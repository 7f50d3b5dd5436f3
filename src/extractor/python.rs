//! Line-oriented structural extraction for Python.
//!
//! Deliberately regex-based and lower fidelity than the tree-sitter path:
//! decorators beyond `@staticmethod`, multi-line signatures and conditional
//! definitions are not tracked. Classes and top-level functions are candidate
//! exports; Python has no export statements.
use std::sync::LazyLock;

use regex::Regex;

use super::types::{
    CallInfo, ClassInfo, CodeStructure, FunctionInfo, ImportInfo, ImportKind, ImportSpecifier,
    MethodInfo,
};

static CLASS_RE: LazyLock<Regex> = LazyLock::new(|| {
    Regex::new(r"^(\s*)class\s+(\w+)\s*(?:\(([^)]*)\))?\s*:").unwrap()
});

static DEF_RE: LazyLock<Regex> = LazyLock::new(|| {
    Regex::new(r"^(\s*)(async\s+)?def\s+(\w+)\s*\(([^)]*)\)?").unwrap()
});

static IMPORT_RE: LazyLock<Regex> =
    LazyLock::new(|| Regex::new(r"^\s*import\s+(.+)$").unwrap());

static FROM_IMPORT_RE: LazyLock<Regex> =
    LazyLock::new(|| Regex::new(r"^\s*from\s+(\.*)([\w.]*)\s+import\s+(.+)$").unwrap());

static CALL_RE: LazyLock<Regex> =
    LazyLock::new(|| Regex::new(r"\b(\w+(?:\.\w+)*)\s*\(").unwrap());

const KEYWORDS: &[&str] = &[
    "if", "elif", "while", "for", "with", "return", "yield", "assert", "raise", "del", "print",
    "lambda", "and", "or", "not", "in", "is", "def", "class", "except", "await",
];

pub fn extract(content: &str) -> CodeStructure {
    let mut structure = CodeStructure::default();
    // Innermost open class scope: (indent, index into structure.classes).
    let mut class_stack: Vec<(usize, usize)> = Vec::new();
    let mut pending_staticmethod = false;

    for (idx, line) in content.lines().enumerate() {
        let lineno = idx + 1;
        let trimmed = line.trim_start();
        if trimmed.is_empty() || trimmed.starts_with('#') {
            continue;
        }
        let indent = line.len() - trimmed.len();

        // Dedent closes class scopes.
        while class_stack.last().is_some_and(|&(ci, _)| indent <= ci) {
            class_stack.pop();
        }

        if trimmed.starts_with('@') {
            pending_staticmethod = trimmed.starts_with("@staticmethod");
            continue;
        }

        if let Some(caps) = IMPORT_RE.captures(line) {
            structure
                .imports
                .extend(read_plain_import(&caps[1], lineno));
            continue;
        }
        if let Some(caps) = FROM_IMPORT_RE.captures(line) {
            if let Some(import) = read_from_import(&caps[1], &caps[2], &caps[3], lineno) {
                structure.imports.push(import);
            }
            continue;
        }

        if let Some(caps) = CLASS_RE.captures(line) {
            let superclass = caps
                .get(3)
                .map(|m| m.as_str())
                .and_then(first_base)
                .map(normalize_dotted);
            if indent == 0 {
                structure.classes.push(ClassInfo {
                    name: caps[2].to_string(),
                    superclass,
                    line: lineno,
                    methods: Vec::new(),
                });
                class_stack.push((indent, structure.classes.len() - 1));
            }
            pending_staticmethod = false;
            continue;
        }

        if let Some(caps) = DEF_RE.captures(line) {
            let is_async = caps.get(2).is_some();
            let name = caps[3].to_string();
            let params = read_params(caps.get(4).map_or("", |m| m.as_str()));

            if let Some(&(_, class_idx)) = class_stack.last() {
                let kind = if name == "__init__" {
                    "constructor"
                } else {
                    "method"
                };
                structure.classes[class_idx].methods.push(MethodInfo {
                    name,
                    kind: kind.to_string(),
                    is_static: pending_staticmethod,
                    is_async,
                    line: lineno,
                    parameters: params
                        .into_iter()
                        .filter(|p| p != "self" && p != "cls")
                        .collect(),
                });
            } else if indent == 0 {
                structure.functions.push(FunctionInfo {
                    name,
                    is_async,
                    is_generator: false,
                    line: lineno,
                    parameters: params,
                });
            }
            pending_staticmethod = false;
            continue;
        }

        pending_staticmethod = false;
        collect_calls(line, lineno, &mut structure.calls);
    }

    structure
}

/// `import a.b as c, d` produces one namespace specifier per module.
fn read_plain_import(modules: &str, line: usize) -> Vec<ImportInfo> {
    let mut imports = Vec::new();
    for part in modules.split(',') {
        let part = part.trim();
        if part.is_empty() {
            continue;
        }
        let (module, alias) = split_alias(part);
        let local = alias.unwrap_or_else(|| {
            module.rsplit('.').next().unwrap_or(module).to_string()
        });
        imports.push(ImportInfo {
            source: module.replace('.', "/"),
            specifiers: vec![ImportSpecifier {
                kind: ImportKind::Namespace,
                local,
                imported: None,
            }],
            line,
        });
    }
    imports
}

/// `from .pkg.mod import a, b as c`. Leading dots become `./` / `../` path
/// prefixes so the registry can resolve them like other relative specifiers.
fn read_from_import(dots: &str, module: &str, names: &str, line: usize) -> Option<ImportInfo> {
    let prefix = match dots.len() {
        0 => String::new(),
        1 => "./".to_string(),
        n => "../".repeat(n - 1),
    };
    let module_path = module.replace('.', "/");
    let source = match (prefix.is_empty(), module_path.is_empty()) {
        (true, true) => return None,
        (true, false) => module_path,
        (false, true) => prefix.trim_end_matches('/').to_string(),
        (false, false) => format!("{prefix}{module_path}"),
    };

    let mut specifiers = Vec::new();
    for part in names.trim().trim_start_matches('(').trim_end_matches(')').split(',') {
        let part = part.trim();
        if part.is_empty() || part == "*" {
            continue;
        }
        let (name, alias) = split_alias(part);
        let (local, imported) = match alias {
            Some(alias) => (alias, Some(name.to_string())),
            None => (name.to_string(), None),
        };
        specifiers.push(ImportSpecifier {
            kind: ImportKind::Named,
            local,
            imported,
        });
    }

    Some(ImportInfo {
        source,
        specifiers,
        line,
    })
}

fn split_alias(part: &str) -> (&str, Option<String>) {
    match part.split_once(" as ") {
        Some((name, alias)) => (name.trim(), Some(alias.trim().to_string())),
        None => (part, None),
    }
}

fn first_base(bases: &str) -> Option<&str> {
    bases
        .split(',')
        .map(str::trim)
        .find(|b| !b.is_empty() && *b != "object" && !b.contains('='))
}

/// `module.Class` inheritance keeps only the class name.
fn normalize_dotted(base: &str) -> String {
    base.rsplit('.').next().unwrap_or(base).to_string()
}

fn read_params(params: &str) -> Vec<String> {
    params
        .split(',')
        .map(|p| {
            p.split(':')
                .next()
                .unwrap_or("")
                .split('=')
                .next()
                .unwrap_or("")
                .trim()
                .trim_start_matches('*')
                .to_string()
        })
        .filter(|p| !p.is_empty())
        .collect()
}

fn collect_calls(line: &str, lineno: usize, calls: &mut Vec<CallInfo>) {
    for caps in CALL_RE.captures_iter(line) {
        let callee = &caps[1];
        let head = callee.split('.').next().unwrap_or(callee);
        if KEYWORDS.contains(&head) {
            continue;
        }
        let open = caps.get(0).unwrap().end();
        calls.push(CallInfo {
            callee: callee.to_string(),
            line: lineno,
            argument_count: count_args(&line[open..]),
        });
    }
}

/// Top-level comma count inside the (possibly truncated) argument list.
fn count_args(rest: &str) -> usize {
    let mut depth = 0usize;
    let mut commas = 0usize;
    let mut any = false;
    for c in rest.chars() {
        match c {
            '(' | '[' | '{' => depth += 1,
            ')' | ']' | '}' => {
                if depth == 0 {
                    break;
                }
                depth -= 1;
            }
            ',' if depth == 0 => commas += 1,
            c if !c.is_whitespace() => any = true,
            _ => {}
        }
    }
    if any { commas + 1 } else { 0 }
}
//! Gitignore-style pattern matching for the path filter.
//!
//! Patterns are loaded from the project ignore file when present and
//! translated to path-segment-aware regular expressions. Absence of an
//! ignore file falls back to a fixed default exclusion set.
use std::path::Path;

use regex::Regex;
use tracing::{debug, warn};

/// Directories excluded when no project ignore file exists.
const DEFAULT_EXCLUSIONS: &[&str] = &[
    "node_modules",
    ".git",
    "dist",
    "build",
    "target",
    "coverage",
    "out",
    ".next",
    ".cache",
    "__pycache__",
    ".venv",
    "venv",
    ".idea",
    ".vscode",
];

struct CompiledPattern {
    /// Matches the path itself or anything beneath it.
    scope: Regex,
    /// Matches only paths strictly beneath the pattern (for directory-only
    /// patterns applied to files).
    descendant: Regex,
    dir_only: bool,
}

/// An ordered set of compiled ignore patterns.
pub struct IgnoreRules {
    patterns: Vec<CompiledPattern>,
}

impl IgnoreRules {
    /// Compile an ordered list of gitignore-style patterns.
    ///
    /// Translation: `**` crosses directory boundaries, `*` and `?` stay within
    /// a single path segment, a leading `/` anchors the pattern to the root,
    /// and a pattern without a slash matches at any depth. Blank lines and
    /// comments are skipped.
    pub fn from_patterns<I, S>(patterns: I) -> Self
    where
        I: IntoIterator<Item = S>,
        S: AsRef<str>,
    {
        let mut compiled = Vec::new();
        for raw in patterns {
            let line = raw.as_ref().trim();
            if line.is_empty() || line.starts_with('#') {
                continue;
            }
            if let Some(stripped) = line.strip_prefix('!') {
                // Negations are rare in practice and not worth the matching
                // complexity here; the pattern is dropped with a note.
                debug!("Skipping unsupported negated ignore pattern: !{stripped}");
                continue;
            }
            match compile_pattern(line) {
                Some(p) => compiled.push(p),
                None => warn!("Failed to compile ignore pattern: {line}"),
            }
        }
        Self { patterns: compiled }
    }

    /// Default exclusion set used when no ignore file is present.
    pub fn defaults() -> Self {
        Self::from_patterns(DEFAULT_EXCLUSIONS.iter().map(|d| format!("{d}/")))
    }

    /// Load rules from `<root>/.gitignore`, falling back to defaults.
    pub fn load(root: &Path) -> Self {
        let ignore_file = root.join(".gitignore");
        match std::fs::read_to_string(&ignore_file) {
            Ok(content) => {
                debug!("Loaded ignore patterns from {}", ignore_file.display());
                let mut rules = Self::from_patterns(content.lines());
                if rules.patterns.is_empty() {
                    rules = Self::defaults();
                }
                rules
            }
            Err(_) => Self::defaults(),
        }
    }

    /// Whether a root-relative path (forward slashes) is excluded.
    pub fn is_ignored(&self, rel_path: &str, is_dir: bool) -> bool {
        let rel_path = rel_path.trim_matches('/');
        if rel_path.is_empty() {
            return false;
        }
        self.patterns.iter().any(|p| {
            if p.dir_only && !is_dir {
                p.descendant.is_match(rel_path)
            } else {
                p.scope.is_match(rel_path)
            }
        })
    }
}

fn compile_pattern(line: &str) -> Option<CompiledPattern> {
    let dir_only = line.ends_with('/');
    let body = line.trim_end_matches('/');
    let anchored = body.starts_with('/') || body.trim_start_matches('/').contains('/');
    let body = body.trim_start_matches('/');
    if body.is_empty() {
        return None;
    }

    let mut re = String::new();
    let mut chars = body.chars().peekable();
    while let Some(c) = chars.next() {
        match c {
            '*' => {
                if chars.peek() == Some(&'*') {
                    chars.next();
                    // `**/` collapses to any number of whole segments
                    if chars.peek() == Some(&'/') {
                        chars.next();
                        re.push_str("(?:[^/]+/)*");
                    } else {
                        re.push_str(".*");
                    }
                } else {
                    re.push_str("[^/]*");
                }
            }
            '?' => re.push_str("[^/]"),
            c => re.push_str(&regex::escape(&c.to_string())),
        }
    }

    let prefix = if anchored { "^" } else { "(?:^|.*/)" };
    let scope = Regex::new(&format!("{prefix}{re}(?:/.*)?$")).ok()?;
    let descendant = Regex::new(&format!("{prefix}{re}/.*$")).ok()?;
    Some(CompiledPattern {
        scope,
        descendant,
        dir_only,
    })
}
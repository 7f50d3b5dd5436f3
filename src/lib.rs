//! # codegraph: Source-Tree Knowledge-Graph Indexer
//!
//! Indexes a source tree into a searchable knowledge graph: discovers files,
//! splits their content into embeddable chunks, parses code into a normalized
//! structural model, and resolves cross-file symbol relationships into a
//! dependency graph handed to external persistence sinks.
//!
//! ## Architecture
//!
//! - **[`config`]**: configuration loading, validation, and defaults
//! - **[`scanner`]**: file discovery, binary sniffing, ignore-pattern filtering
//! - **[`chunker`]**: boundary-advised chunking with fixed-size fallback
//! - **[`extractor`]**: per-language structural extraction (Tree-sitter + regex)
//! - **[`registry`]**: project-wide symbol registry and import path resolution
//! - **[`resolver`]**: cross-file relationship edges (imports, calls, inheritance)
//! - **[`pipeline`]**: orchestration, per-file tally, persistence hand-off
//! - **[`embedder`]**: embedding trait with mock and HTTP implementations
//! - **[`sink`]**: graph and vector persistence sinks (in-memory + SQLite)

pub mod chunker;
pub mod config;
pub mod embedder;
pub mod extractor;
pub mod pipeline;
pub mod registry;
pub mod resolver;
pub mod scanner;
pub mod sink;
// ── exports ──

/// Record an export statement. Exported declarations are also recorded in
/// `classes`/`functions` so the registry sees them as regular symbols.
fn read_export(node: Node, source: &[u8], structure: &mut CodeStructure) {
    let line = line_of(node);
    let is_default = has_token(node, "default");
    let re_export_source = node
        .child_by_field_name("source")
        .map(|n| string_value(n, source));

    if let Some(re_source) = re_export_source {
        // `export { a, b } from "./mod"` or `export * from "./mod"`.
        let mut pushed = false;
        if let Some(clause) = first_child_of_kind(node, "export_clause") {
            let mut cursor = clause.walk();
            for spec in clause.named_children(&mut cursor) {
                if spec.kind() != "export_specifier" {
                    continue;
                }
                let name = spec
                    .child_by_field_name("alias")
                    .or_else(|| spec.child_by_field_name("name"))
                    .map(|n| text(n, source));
                structure.exports.push(ExportInfo {
                    kind: ExportKind::ReExport,
                    name,
                    declaration_type: None,
                    source_re_export: Some(re_source.clone()),
                    line,
                });
                pushed = true;
            }
        }
        if !pushed {
            structure.exports.push(ExportInfo {
                kind: ExportKind::ReExport,
                name: None,
                declaration_type: None,
                source_re_export: Some(re_source),
                line,
            });
        }
        return;
    }

    if let Some(declaration) = node.child_by_field_name("declaration") {
        let kind = if is_default {
            ExportKind::Default
        } else {
            ExportKind::Named
        };
        match declaration.kind() {
            "class_declaration" | "abstract_class_declaration" => {
                let name = declaration
                    .child_by_field_name("name")
                    .map(|n| text(n, source));
                structure.exports.push(ExportInfo {
                    kind,
                    name: name.clone(),
                    declaration_type: Some("class".to_string()),
                    source_re_export: None,
                    line,
                });
                if let Some(class) = read_class(declaration, source) {
                    structure.classes.push(class);
                }
            }
            "function_declaration" | "generator_function_declaration" => {
                let name = declaration
                    .child_by_field_name("name")
                    .map(|n| text(n, source));
                structure.exports.push(ExportInfo {
                    kind,
                    name,
                    declaration_type: Some("function".to_string()),
                    source_re_export: None,
                    line,
                });
                if let Some(func) = read_function(declaration, source) {
                    structure.functions.push(func);
                }
            }
            "lexical_declaration" | "variable_declaration" => {
                let bound = read_bound_functions(declaration, source);
                for name in declared_names(declaration, source) {
                    structure.exports.push(ExportInfo {
                        kind,
                        name: Some(name),
                        declaration_type: Some("const".to_string()),
                        source_re_export: None,
                        line,
                    });
                }
                structure.functions.extend(bound);
            }
            _ => {
                structure.exports.push(ExportInfo {
                    kind,
                    name: None,
                    declaration_type: Some(declaration.kind().to_string()),
                    source_re_export: None,
                    line,
                });
            }
        }
        return;
    }

    if let Some(value) = node.child_by_field_name("value") {
        // `export default <expression>`.
        let name = (value.kind() == "identifier").then(|| text(value, source));
        structure.exports.push(ExportInfo {
            kind: ExportKind::Default,
            name,
            declaration_type: None,
            source_re_export: None,
            line,
        });
        return;
    }

    if let Some(clause) = first_child_of_kind(node, "export_clause") {
        // `export { a, b as c }` over local bindings.
        let mut cursor = clause.walk();
        for spec in clause.named_children(&mut cursor) {
            if spec.kind() != "export_specifier" {
                continue;
            }
            let name = spec
                .child_by_field_name("alias")
                .or_else(|| spec.child_by_field_name("name"))
                .map(|n| text(n, source));
            structure.exports.push(ExportInfo {
                kind: ExportKind::Named,
                name,
                declaration_type: None,
                source_re_export: None,
                line,
            });
        }
    }
}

_WHAT THE TASK ASKS:_ Exactly as written, repeat the lines from the start of the listing through the line containing "const KEYWORDS: &[&str]", both included.

_RESPONSE BOX:_
repository 7f50d3b5dd5436f3
filename src/extractor/python.rs
//! Line-oriented structural extraction for Python.
//!
//! Deliberately regex-based and lower fidelity than the tree-sitter path:
//! decorators beyond `@staticmethod`, multi-line signatures and conditional
//! definitions are not tracked. Classes and top-level functions are candidate
//! exports; Python has no export statements.
use std::sync::LazyLock;

use regex::Regex;

use super::types::{
    CallInfo, ClassInfo, CodeStructure, FunctionInfo, ImportInfo, ImportKind, ImportSpecifier,
    MethodInfo,
};

static CLASS_RE: LazyLock<Regex> = LazyLock::new(|| {
    Regex::new(r"^(\s*)class\s+(\w+)\s*(?:\(([^)]*)\))?\s*:").unwrap()
});

static DEF_RE: LazyLock<Regex> = LazyLock::new(|| {
    Regex::new(r"^(\s*)(async\s+)?def\s+(\w+)\s*\(([^)]*)\)?").unwrap()
});

static IMPORT_RE: LazyLock<Regex> =
    LazyLock::new(|| Regex::new(r"^\s*import\s+(.+)$").unwrap());

static FROM_IMPORT_RE: LazyLock<Regex> =
    LazyLock::new(|| Regex::new(r"^\s*from\s+(\.*)([\w.]*)\s+import\s+(.+)$").unwrap());

static CALL_RE: LazyLock<Regex> =
    LazyLock::new(|| Regex::new(r"\b(\w+(?:\.\w+)*)\s*\(").unwrap());

const KEYWORDS: &[&str] = &[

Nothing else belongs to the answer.